Le mariage était donc obligatoire. Il n’avait pas pour but le plaisir ; son objet principal n’était pas l’union de deux êtres qui se convenaient et qui voulaient s’associer pour le bonheur et pour les peines de la vie. L’effet du mariage, aux yeux de la religion et des lois, était, en unissant deux êtres dans le même culte domestique, d’en faire naître un troisième qui fût apte à continuer ce culte. On le voit bien par la formule sacramentelle qui était prononcée dans l’acte du mariage : ducere uxorem liberûm quærendorum causâ, disaient les Romains ; παίδων ἐπ’ ἀρότῳ γνησίων, disaient les Grecs[2].

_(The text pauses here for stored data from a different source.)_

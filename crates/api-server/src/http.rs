use axum::Router;
use axum::routing::{get, post};
use shared::gemini::GeminiClient;
use shared::sessions::ChatSessionStore;

mod errors;
mod format;
mod health;
mod search;

#[derive(Clone)]
pub struct AppState {
    pub sessions: ChatSessionStore,
    pub gemini: GeminiClient,
}

pub fn build_router(app_state: AppState) -> Router {
    Router::new()
        .route("/healthz", get(health::healthz))
        .route("/api/search", get(search::search))
        .route("/api/follow-up", post(search::follow_up))
        .with_state(app_state)
}
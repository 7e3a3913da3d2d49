use serde::Serialize;

#[derive(Debug, Clone, Copy, PartialEq, Eq, Serialize)]
#[serde(rename_all = "lowercase")]
pub enum ChatRole {
    User,
    Model,
}

impl ChatRole {
    pub fn as_str(self) -> &'static str {
        match self {
            ChatRole::User => "user",
            ChatRole::Model => "model",
        }
    }
}

/// One message in a conversation. Immutable once appended.
#[derive(Debug, Clone, PartialEq, Eq)]
pub struct ChatTurn {
    pub role: ChatRole,
    pub text: String,
}

/// Per-conversation state: the ordered turn history replayed to the
/// upstream API on every call, plus the sticky tools flag.
///
/// `tools_enabled` starts true and only flips to false when the first
/// call succeeds via the no-tools fallback; follow-ups reuse whatever
/// the flag says.
#[derive(Debug)]
pub struct ChatSessionState {
    session_id: String,
    tools_enabled: bool,
    history: Vec<ChatTurn>,
}

impl ChatSessionState {
    pub fn new(session_id: impl Into<String>) -> Self {
        Self {
            session_id: session_id.into(),
            tools_enabled: true,
            history: Vec::new(),
        }
    }

    pub fn session_id(&self) -> &str {
        &self.session_id
    }

    pub fn tools_enabled(&self) -> bool {
        self.tools_enabled
    }

    pub fn set_tools_enabled(&mut self, tools_enabled: bool) {
        self.tools_enabled = tools_enabled;
    }

    pub fn history(&self) -> &[ChatTurn] {
        &self.history
    }

    pub fn add_user_message(&mut self, text: impl Into<String>) {
        self.history.push(ChatTurn {
            role: ChatRole::User,
            text: text.into(),
        });
    }

    pub fn add_model_message(&mut self, text: impl Into<String>) {
        self.history.push(ChatTurn {
            role: ChatRole::Model,
            text: text.into(),
        });
    }
}
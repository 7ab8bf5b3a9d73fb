use crate::models::BuilderPayload;

pub const FALLBACK_DISCLAIMER: &str = "Gemini was unavailable, so this fallback prompt was generated locally:";

pub fn motion_profile(motion: u8) -> &'static str {
    match motion {
        0..=20 => "very subtle motion with calm transitions",
        21..=45 => "gentle motion with light transforms",
        46..=70 => "moderate motion with layered reveals",
        _ => "high-energy motion with strong choreography",
    }
}

/// Offline stand-in for a Gemini prompt. Pure; never touches the network.
pub fn build_fallback_prompt(payload: &BuilderPayload) -> String {
    let components = payload.components.iter().map(|c| format!("- {c}")).collect::<Vec<_>>().join("\n");
    let constraints = payload.constraints.iter().map(|c| format!("- {c}")).collect::<Vec<_>>().join("\n");

    [
        FALLBACK_DISCLAIMER.to_string(),
        String::new(),
        "You are a senior UI-building agent focused on distinctive, production-grade interfaces.".to_string(),
        format!("Project: {}", payload.project_name),
        format!("Website brief: {}", payload.website_brief),
        format!("Project stage: {}", payload.stage),
        format!("Audience: {}", payload.audience),
        format!("Visual style: {}", payload.visual_style),
        format!("Color palette: {}", payload.color_palette),
        format!("Typography style: {}", payload.typography_style),
        format!("Tech stack: {}", payload.tech_stack),
        String::new(),
        "Color strategy:".to_string(),
        "- Build from the selected color palette while preserving strong readability and hierarchy.".to_string(),
        format!("Motion intensity: {}/100 ({})", payload.motion, motion_profile(payload.motion)),
        String::new(),
        "Required components:".to_string(),
        components,
        String::new(),
        "Accessibility and engineering guardrails:".to_string(),
        constraints,
        String::new(),
        "Return a complete implementation-ready prompt with sections for objective, visual direction, color strategy, motion, and accessibility/engineering guardrails.".to_string(),
    ]
    .join("\n")
}
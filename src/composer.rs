use crate::models::DesignRequest;

const FRONTEND_DESIGN_DIRECTIVES: &str = r#"
You tend to converge toward generic, "on distribution" outputs. In frontend design, this creates what users call the "AI slop" aesthetic. Avoid this: make creative, distinctive frontends that surprise and delight. Focus on:

Visual Style: Commit to the selected visual style in a clear and cohesive way. Avoid mixed or conflicting visual languages.

Color & Theme: Commit to the selected palette direction. Use CSS variables for consistency, and build a clear hierarchy with dominant colors plus accent contrast.

Motion: Use animations for effects and micro-interactions. Prioritize CSS-only solutions for HTML. Use Motion library for React when available. Focus on high-impact moments: one well-orchestrated page load with staggered reveals (animation-delay) creates more delight than scattered micro-interactions.

Typography: Apply the selected typography style consistently across headers, body copy, and UI controls.

Backgrounds: Create atmosphere and depth rather than defaulting to solid colors. Layer CSS gradients, use geometric patterns, or add contextual effects that match the overall aesthetic.

Avoid generic AI-generated aesthetics:
- Ignoring selected directive values in favor of generic defaults
- Predictable layouts and component patterns
- Cookie-cutter design that lacks context-specific character

Interpret creatively and make unexpected choices that feel genuinely designed for the context. Vary between light and dark themes, different fonts, different aesthetics. You still tend to converge on common choices (Space Grotesk, for example) across generations. Avoid this: it is critical that you think outside the box!
"#;

fn bullets(items: &[String]) -> impl Iterator<Item = String> + '_ {
    items.iter().map(|item| format!("- {item}"))
}

/// Directive template followed by the user's selections as labeled lines and bulleted sections.
pub fn build_design_directives(req: &DesignRequest) -> String {
    let mut lines = vec![
        FRONTEND_DESIGN_DIRECTIVES.to_string(),
        String::new(),
        "Apply these selected user inputs exactly as design directives:".to_string(),
        format!("- Project Stage: {}", req.stage),
        format!("- Audience: {}", req.audience),
        format!("- Visual Style: {}", req.visual_style),
        format!("- Color Palette: {}", req.color_palette),
        format!("- Typography Style: {}", req.typography_style),
        format!("- Preferred Tech Stack: {}", req.tech_stack),
        format!("- Motion Intensity (0-100): {}", req.motion),
        "Required Components:".to_string(),
    ];
    lines.extend(bullets(&req.components));
    lines.push("Accessibility & Engineering Guardrails:".to_string());
    lines.extend(bullets(&req.constraints));
    lines.join("\n")
}

/// Full instruction sent to Gemini. Pure: the same request always yields the same text.
pub fn build_instruction(req: &DesignRequest) -> String {
    [
        "You are an expert prompt engineer for UI-building coding agents.".to_string(),
        "Generate exactly one polished prompt that can be pasted directly into a UI-building agent.".to_string(),
        "Return only that prompt text. No markdown fences. No analysis.".to_string(),
        String::new(),
        "Follow these Frontend Design Directives:".to_string(),
        build_design_directives(req),
        String::new(),
        "Instructions for the output prompt :".to_string(),
        "1. It must be directive and authoritative.".to_string(),
        "2. It must explicitly detail the color hex codes, typography rules, spacing , and animation guidelines.".to_string(),
        "3. It must specify the layout structure and responsiveness.".to_string(),
        "4. It must mention accessibility standards.".to_string(),
        "5. It should be structured for maximum clarity for an AI model.".to_string(),
        String::new(),
        "Integrate typography guidance directly within Visual Direction and Color Strategy.".to_string(),
        String::new(),
        "INPUT".to_string(),
        format!("Project Name: {}", req.project_name),
        format!("Website Brief: {}", req.website_brief),
        format!("Project Stage: {}", req.stage),
        "Color Strategy Input: Base palette decisions on the selected Color Palette and audience context.".to_string(),
    ]
    .join("\n")
}
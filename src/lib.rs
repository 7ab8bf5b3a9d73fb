pub mod catalog;
pub mod composer;
pub mod config;
pub mod controller;
pub mod fallback;
pub mod gemini;
pub mod models;
pub mod normalize;
pub mod routes;
pub mod site;
pub mod transport;
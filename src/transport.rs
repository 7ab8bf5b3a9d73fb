use async_trait::async_trait;
use reqwest::Client;
use thiserror::Error;
use tracing::warn;

use crate::models::{BuilderPayload, GenerateReply};

#[derive(Debug, Error, Clone, PartialEq)]
pub enum SubmitError {
    /// The request never produced an HTTP response.
    #[error("{0}")]
    Transport(String),
    /// The server answered with a non-2xx status.
    #[error("{0}")]
    Rejected(String),
}

/// How the form controller reaches `/api/generate`.
#[async_trait]
pub trait GenerateTransport: Send + Sync {
    async fn send(&self, payload: &BuilderPayload) -> Result<GenerateReply, SubmitError>;
}

pub struct HttpTransport {
    client: Client,
    endpoint: String,
}

impl HttpTransport {
    /// `base_url` is the server origin, e.g. `http://localhost:8080`.
    pub fn new(base_url: &str) -> Self {
        Self {
            client: Client::new(),
            endpoint: format!("{}/api/generate", base_url.trim_end_matches('/')),
        }
    }
}

#[async_trait]
impl GenerateTransport for HttpTransport {
    async fn send(&self, payload: &BuilderPayload) -> Result<GenerateReply, SubmitError> {
        let response = self.client
            .post(&self.endpoint)
            .json(payload)
            .send()
            .await
            .map_err(|e| SubmitError::Transport(e.to_string()))?;

        let status = response.status();
        // An unreadable body is treated as an empty reply.
        let reply: GenerateReply = match response.json().await {
            Ok(reply) => reply,
            Err(e) => {
                warn!("generate reply was not JSON ({}): {}", status, e);
                GenerateReply::default()
            }
        };

        if !status.is_success() {
            return Err(SubmitError::Rejected(
                reply.error.unwrap_or_else(|| "Generation request failed.".to_string()),
            ));
        }
        Ok(reply)
    }
}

Le mariage n’ayant été contracté que pour perpétuer la famille, il semblait juste qu’il pût être rompu si la femme était stérile. Le divorce dans ce cas a toujours été un droit chez les anciens ; il est même possible qu’il ait été une obligation. Dans l’Inde, la religion prescrivait que « la femme stérile fût remplacée au bout de huit ans[3]. » Que le devoir fût le même en Grèce et à Rome, aucun texte

  1. Isée, VII. Démosth. contre Macartatos.
  2. Ménandre, fr. 185, éd. Didot. Alciphr., I, 16. Eschyle, Agam., 1166, éd. Hermann.
  3. Lois de Manou, IX, 81.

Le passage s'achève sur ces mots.